Substitute equations (3) and (4) into the moment equation (1) to eliminate F1 and F2 [(1) then becomes (1a)]. After that, solve for delta-a and delta-c using equations (1a) and (2). Backsubstitue to find F1 & F2

Answer 26

delta - a and delta - c ?

Answer 27

delata refers to the bar 1 and 2 right?

Answer 28

OK, so the question does specify that ABCD is rigid, so you can gladly ignore bending on the horizontal bar. Otherwise, things complicate a little, although still manageable. Are you on introduction to indeterminate structures, or is it a statics problem?

Answer 29

Yeah, delta is either a or c. I elaborated the equation to (3) and (4) below.

Answer 30

well we are reviewing in this course. I already took strength of materials. This is the second half of the course. Yes, I am familiar with indeterminate structures.

Answer 31

Yes, this is a good review of indeterminate structures, based on the principle of compatibility of displacements.

Answer 32

why do we take delta_A - a and delta_B - b ? I thought delta => was the change length as which the bar stretched beyond its original length.

Answer 33

I am sorry for the sloppy notation. I wasn't at my usual keyboard, so I just got it out as soon as possible. delta-a actually meant \(\delta_a\) and similarly for delta-c.
I have not referred at any time to the linear dimensions a, b and c. I substituted the numerical values, like 3.8 and 1.1.

Answer 34

Oh okay thank fully that is what you meant.

Answer 35

I a eating something. I will be back in about 5min.

Answer 36

I have to go get supper going. Will hopefully be back later on, and if not, please feel free to post your queries and I will answer them the next time I'm on.

Answer 37

okay no worries. I will finish the problem and post the solutions up. Thanks.

Answer 38

Hmmm I get very large numbers for delta. It doesn't make sense to me.

Answer 39

And if you go back to solve for F1 and F2 those values are going to be huge!

Answer 40

Which of the following cases do you think is the initial position of the pin?

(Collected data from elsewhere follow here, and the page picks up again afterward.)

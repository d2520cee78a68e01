/*
 *  Copyright 2025-2026 Colliery Software
 *
 *  Licensed under the Apache License, Version 2.0 (the "License");
 *  you may not use this file except in compliance with the License.
 *  You may obtain a copy of the License at
 *
 *      http://www.apache.org/licenses/LICENSE-2.0
 *
 *  Unless required by applicable law or agreed to in writing, software
 *  distributed under the License is distributed on an "AS IS" BASIS,
 *  WITHOUT WARRANTIES OR CONDITIONS OF ANY KIND, either express or implied.
 *  See the License for the specific language governing permissions and
 *  limitations under the License.
 */

//! # Pager
//!
//! A notification-driven dispatch engine. Rows inserted into the store are
//! published on a channel by an insert trigger; long-lived subscribers pick
//! the events up, drive each row through its status state machine and, for
//! notifications, fan the payload out to every registered Web Push endpoint.
//!
//! ## Components
//!
//! - [`guard::ConnectionGuard`]: bounded-retry wait for the store
//! - [`subscriber::EventSubscriber`]: one registration on one channel, pulled
//!   event by event until cancelled
//! - [`dispatcher::Dispatcher`]: per-channel sequential loop and error boundary
//! - [`processor::TaskProcessor`]: `pending -> processing -> completed | failed`
//! - [`processor::FanoutProcessor`]: sequential push delivery with a named
//!   failure policy
//! - [`dispatcher::WorkerGroup`]: one worker per channel binding, one shared
//!   cancellation token
//!
//! Delivery is at least once. Every running subscriber receives every event
//! on its channel; [`config::ClaimMode::Exclusive`] turns the pick-up write
//! into a conditional claim so only one instance processes each row.
//!
//! ## Example
//!
//! ```rust,no_run
//! use std::sync::Arc;
//! use pager::config::DispatchConfig;
//! use pager::dal::MemoryStore;
//! use pager::dispatcher::{ChannelBinding, ChannelWorker, WorkerGroup};
//! use pager::listener::MemoryEventSource;
//! use pager::processor::{FanoutProcessor, TaskProcessor};
//! use pager::push::MemoryTransport;
//! use tokio_util::sync::CancellationToken;
//!
//! # async fn example() {
//! let config = DispatchConfig::default();
//! let source = MemoryEventSource::new();
//! let store = Arc::new(MemoryStore::with_events(source.clone()));
//! let source = Arc::new(source);
//!
//! let tasks = ChannelBinding::new(
//!     config.task_channel(),
//!     Arc::new(TaskProcessor::logging(store.clone())),
//! );
//! let notifications = ChannelBinding::new(
//!     config.notification_channel(),
//!     Arc::new(FanoutProcessor::new(store.clone(), Arc::new(MemoryTransport::new()), &config)),
//! );
//!
//! let group = WorkerGroup::spawn(
//!     vec![
//!         ChannelWorker::new(tasks, store.clone(), source.clone(), &config),
//!         ChannelWorker::new(notifications, store.clone(), source.clone(), &config),
//!     ],
//!     CancellationToken::new(),
//! );
//!
//! // ... on shutdown
//! group.shutdown_and_join().await;
//! # }
//! ```

pub mod config;
pub mod dal;
pub mod database;
pub mod dispatcher;
pub mod error;
pub mod guard;
pub mod listener;
pub mod models;
pub mod processor;
pub mod push;
pub mod subscriber;

pub use config::{Backoff, ClaimMode, DispatchConfig, FanoutPolicy, RetryPolicy};
pub use dal::{MemoryStore, Store};
pub use error::{
    DatabaseError, DecodeError, GuardError, ListenError, ProcessError, StoreError,
    TransportError, WorkerError,
};
pub use models::{ChannelEvent, Notification, Status, Subscription, Task};

#[cfg(feature = "postgres")]
pub use dal::PostgresStore;
#[cfg(feature = "postgres")]
pub use database::Database;
#[cfg(feature = "postgres")]
pub use listener::PostgresEventSource;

I will look into the deflections soon.

Answer 41

use mm, mm^2, and N/mm^2=MPa N
It is a weird but consistent set of units.

L1:1500;E1:76000;A1:740;
L2:2000;E2:115000;A2:480;
P:56000;
a:0.8;b:1.9;c:1.1;
F1:d1*E1*A1/L1; F2:d2*E2*A2/L2;

[3.8*F1+1.1*F2=3.0*P, d1/3.8=d2/1.1], solve for d1,d2

d1=1.110647696890604 mm
d2=0.32150328067886 mm

Above does not take into account of clearance of pin.

Answer 42

I am starting to get confused with my units for some reason.... I know the difference between SI and English. When I am dealing with m, mm, N, and kN.

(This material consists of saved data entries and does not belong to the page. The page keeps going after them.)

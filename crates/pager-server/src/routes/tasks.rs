/*
 *  Copyright 2025-2026 Colliery Software
 *
 *  Licensed under the Apache License, Version 2.0 (the "License");
 *  you may not use this file except in compliance with the License.
 *  You may obtain a copy of the License at
 *
 *      http://www.apache.org/licenses/LICENSE-2.0
 *
 *  Unless required by applicable law or agreed to in writing, software
 *  distributed under the License is distributed on an "AS IS" BASIS,
 *  WITHOUT WARRANTIES OR CONDITIONS OF ANY KIND, either express or implied.
 *  See the License for the specific language governing permissions and
 *  limitations under the License.
 */

use axum::body::Bytes;
use axum::extract::State;
use axum::Json;
use pager::models::{NewTask, Task};
use tracing::info;

use super::decode;
use crate::error::ApiError;
use crate::AppState;

/// `POST /tasks`. The body is optional; missing fields take their defaults.
pub async fn create_task(
    State(state): State<AppState>,
    body: Bytes,
) -> Result<Json<Task>, ApiError> {
    let new_task = if body.iter().all(u8::is_ascii_whitespace) {
        NewTask::default()
    } else {
        decode::<NewTask>(&body)?
    };

    let task = state
        .store()
        .create_task(new_task)
        .await
        .map_err(ApiError::store("create task"))?;
    metrics::counter!("pager_api_rows_created_total", "table" => "tasks").increment(1);
    info!(task_id = %task.id, task_type = %task.task_type, "Task created");
    Ok(Json(task))
}

/// `GET /tasks`
pub async fn list_tasks(State(state): State<AppState>) -> Result<Json<Vec<Task>>, ApiError> {
    let tasks = state
        .store()
        .list_tasks()
        .await
        .map_err(ApiError::store("read tasks"))?;
    Ok(Json(tasks))
}
/*
 *  Copyright 2025-2026 Colliery Software
 *
 *  Licensed under the Apache License, Version 2.0 (the "License");
 *  you may not use this file except in compliance with the License.
 *  You may obtain a copy of the License at
 *
 *      http://www.apache.org/licenses/LICENSE-2.0
 *
 *  Unless required by applicable law or agreed to in writing, software
 *  distributed under the License is distributed on an "AS IS" BASIS,
 *  WITHOUT WARRANTIES OR CONDITIONS OF ANY KIND, either express or implied.
 *  See the License for the specific language governing permissions and
 *  limitations under the License.
 */

//! HTTP error responses.

use axum::http::StatusCode;
use axum::response::{IntoResponse, Response};
use axum::Json;
use pager::error::StoreError;
use serde_json::json;
use thiserror::Error;
use tracing::error;

#[derive(Debug, Error)]
pub enum ApiError {
    #[error("failed to decode request: {0}")]
    BadRequest(String),

    /// The underlying error is logged, never returned to the client.
    #[error("failed to {action}")]
    Store {
        action: &'static str,
        #[source]
        source: StoreError,
    },

    #[error("{0} is not configured")]
    NotConfigured(&'static str),
}

impl ApiError {
    pub fn store(action: &'static str) -> impl FnOnce(StoreError) -> Self {
        move |source| ApiError::Store { action, source }
    }

    fn status(&self) -> StatusCode {
        match self {
            ApiError::BadRequest(_) => StatusCode::BAD_REQUEST,
            ApiError::Store { .. } => StatusCode::INTERNAL_SERVER_ERROR,
            ApiError::NotConfigured(_) => StatusCode::NOT_FOUND,
        }
    }
}

impl IntoResponse for ApiError {
    fn into_response(self) -> Response {
        if let ApiError::Store { action, source } = &self {
            error!(action, error = %source, "Store request failed");
        }
        (self.status(), Json(json!({ "error": self.to_string() }))).into_response()
    }
}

I know 1kN =1000N and 1m = 1000mm

Am I allowed to deal with kN and mm or you can only deal with m and kN. Usually I deal with everything in meters. If I have mm I just convert to m in my head by moving the decimal over. Thanks clarification up above.

Answer 43

Wait 76GPa = 76,000? I thought G = giga = 1,000,000,000?

Answer 44

When solving for d1 and d2 I can have both mm and m in same equation? I thought we are suppose to stay consistent with one set of units, either mm or m?

Answer 45

d1 = 1.1106mm and d2 = 0.3215mm

F1 = 41.6kN
F2 = 8.87kN

sigma1 = 54.8MPa
sigma2 = 18.4MPa

e1 = 740x10^-6
e2 = 160x10^-6

part (c)
va = v1 = 1.66x10^3mm

Answer 46

The set of weird units I used is actually what you would use in practice, because MPa=N/mm^2, N, mm are all practical units. Most SI drawings show mm (without indicating the unit), so 76 GPa=76000MPa=76000 N/mm^2

However, if you are not used to this set of units, I suggest you stick to the conventional one, namely, N, m, seconds, hence N/m^2=Pa. Convert all kN into N though, and as you have done, mm into metres, and mm^2 into 10^-6 m^2. This way, you will likely to be stuck with a 10^(-6) or even a 10^(-12) along the way, but that's ok. Also, 76GPa is still 76000 MPa.

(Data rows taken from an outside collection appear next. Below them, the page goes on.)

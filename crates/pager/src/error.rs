/*
 *  Copyright 2025-2026 Colliery Software
 *
 *  Licensed under the Apache License, Version 2.0 (the "License");
 *  you may not use this file except in compliance with the License.
 *  You may obtain a copy of the License at
 *
 *      http://www.apache.org/licenses/LICENSE-2.0
 *
 *  Unless required by applicable law or agreed to in writing, software
 *  distributed under the License is distributed on an "AS IS" BASIS,
 *  WITHOUT WARRANTIES OR CONDITIONS OF ANY KIND, either express or implied.
 *  See the License for the specific language governing permissions and
 *  limitations under the License.
 */

//! Error types for the dispatch engine.
//!
//! Each concern gets its own error enum so callers can tell a malformed event
//! apart from a store outage or a push delivery failure:
//!
//! - [`StoreError`]: row reads and writes
//! - [`ListenError`]: channel registration and notification waits
//! - [`GuardError`]: connection establishment before listening
//! - [`DecodeError`]: malformed event payloads
//! - [`TransportError`]: push delivery
//! - [`ProcessError`]: everything a processor can return to the dispatcher
//! - [`WorkerError`]: the reasons a channel worker stops for good
//!
//! Cancellation is not an error anywhere in this crate: cancelled waits end
//! their loops with `Ok`/`None`.

use std::time::Duration;
use thiserror::Error;

/// Errors raised by [`crate::dal::Store`] implementations.
#[derive(Debug, Error)]
pub enum StoreError {
    /// A pooled connection could not be obtained or the blocking call failed.
    #[error("Connection pool error: {0}")]
    ConnectionPool(String),

    /// The query itself failed.
    #[error("Query failed: {0}")]
    Query(String),

    /// A stored value could not be mapped onto the domain model.
    #[error("Invalid stored value for {field}: {value}")]
    InvalidValue { field: &'static str, value: String },
}

#[cfg(feature = "postgres")]
impl From<diesel::result::Error> for StoreError {
    fn from(e: diesel::result::Error) -> Self {
        StoreError::Query(e.to_string())
    }
}

/// Errors raised while creating the pool or preparing the schema.
#[derive(Debug, Error)]
pub enum DatabaseError {
    /// The URL does not parse or is not a `postgres://` URL.
    #[error("Invalid database URL '{url}': {reason}")]
    InvalidUrl { url: String, reason: String },

    /// The pool could not be built or a connection could not be checked out.
    #[error("Failed to build connection pool: {0}")]
    Pool(String),

    /// An embedded migration failed to apply.
    #[error("Failed to run migrations: {0}")]
    Migration(String),

    /// A channel handed to the insert triggers is not a valid identifier.
    #[error("Invalid channel name '{name}': {reason}")]
    InvalidChannel { name: String, reason: &'static str },

    /// Recreating the insert triggers failed.
    #[error("Failed to bind insert triggers: {0}")]
    Triggers(String),
}

/// Errors raised by event sources and listeners.
#[derive(Debug, Error)]
pub enum ListenError {
    /// The dedicated listen connection could not be opened.
    #[error("Failed to open listen connection: {0}")]
    Connect(String),

    /// The channel name is not a valid identifier.
    #[error("Invalid channel name '{name}': {reason}")]
    InvalidChannel { name: String, reason: &'static str },

    /// A wait for the next notification failed; the listener is still usable.
    #[error("Error waiting for notification: {0}")]
    Wait(String),

    /// The underlying connection is gone; no further notifications will arrive.
    #[error("Listen connection closed")]
    Closed,
}

impl ListenError {
    /// Whether the listener can keep being polled after this error.
    pub fn is_transient(&self) -> bool {
        matches!(self, ListenError::Wait(_))
    }
}

/// Errors raised by the connection guard.
#[derive(Debug, Error)]
pub enum GuardError {
    /// Every attempt allowed by the retry policy failed.
    #[error("Failed to connect to database after {attempts} attempts: {last_error}")]
    Exhausted { attempts: u32, last_error: String },

    /// Cancellation fired while pinging or waiting between attempts.
    #[error("Connection wait cancelled after {attempts} attempts")]
    Cancelled { attempts: u32 },
}

/// A channel payload that could not be decoded into its row snapshot.
#[derive(Debug, Error)]
#[error("Failed to decode {kind} payload on channel '{channel}': {source}")]
pub struct DecodeError {
    pub channel: String,
    pub kind: &'static str,
    #[source]
    pub source: serde_json::Error,
}

/// Hard push delivery failures.
///
/// A non-2xx HTTP response is *not* a transport error; it is returned as a
/// [`crate::push::PushResponse`] and treated as a soft failure.
#[derive(Debug, Error)]
pub enum TransportError {
    /// The endpoint does not parse as an `https` URL.
    #[error("Invalid endpoint '{endpoint}': {reason}")]
    InvalidEndpoint { endpoint: String, reason: String },

    /// The subscription keys could not be used to encrypt or sign the payload.
    #[error("Failed to encrypt payload for '{endpoint}': {reason}")]
    Encryption { endpoint: String, reason: String },

    /// The HTTP request did not produce a response.
    #[error("Push request to '{endpoint}' failed: {reason}")]
    Request { endpoint: String, reason: String },

    /// The delivery deadline passed before a response arrived.
    #[error("Push request to '{endpoint}' timed out after {timeout:?}")]
    Timeout { endpoint: String, timeout: Duration },
}

/// Errors a processor hands back to the dispatcher.
///
/// The dispatcher logs these and moves on to the next event.
#[derive(Debug, Error)]
pub enum ProcessError {
    /// The event payload is not a valid row snapshot.
    #[error(transparent)]
    Decode(#[from] DecodeError),

    /// A status write or subscription read failed.
    #[error(transparent)]
    Store(#[from] StoreError),

    /// A delivery hard-failed under the fail-fast policy.
    #[error(transparent)]
    Transport(#[from] TransportError),

    /// The unit of work for a task failed.
    #[error("Task {task_id} failed: {reason}")]
    Handler { task_id: String, reason: String },

    /// Several deliveries failed under the continue-and-aggregate policy.
    #[error("{} of {attempted} deliveries failed for notification {notification_id}", .failures.len())]
    Deliveries {
        notification_id: i64,
        attempted: usize,
        failures: Vec<TransportError>,
    },
}

/// Why a channel worker ended other than by cancellation.
///
/// Only the affected worker stops; other channels keep running.
#[derive(Debug, Error)]
pub enum WorkerError {
    /// The store never became reachable.
    #[error(transparent)]
    Guard(#[from] GuardError),

    /// Registering on the channel failed.
    #[error(transparent)]
    Listen(#[from] ListenError),

    /// The worker task panicked or was aborted.
    #[error("Worker for channel '{channel}' panicked: {reason}")]
    Panicked { channel: String, reason: String },
}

I think the best to do at this point is to use the standard SI units, and see if you get the same deflections as I got. Then we'll take it from there to worry about the clearance business.

Answer 47

Okay that makes more sense that you used 76000"MPa" than just 76000. I already solved the problem using mm and kN. I will use my units of measurement later. I kind of prefer to know both ways anyways because that way I know how to solve all type of problems with any variation of units.

How are my solutions for the next set of questions?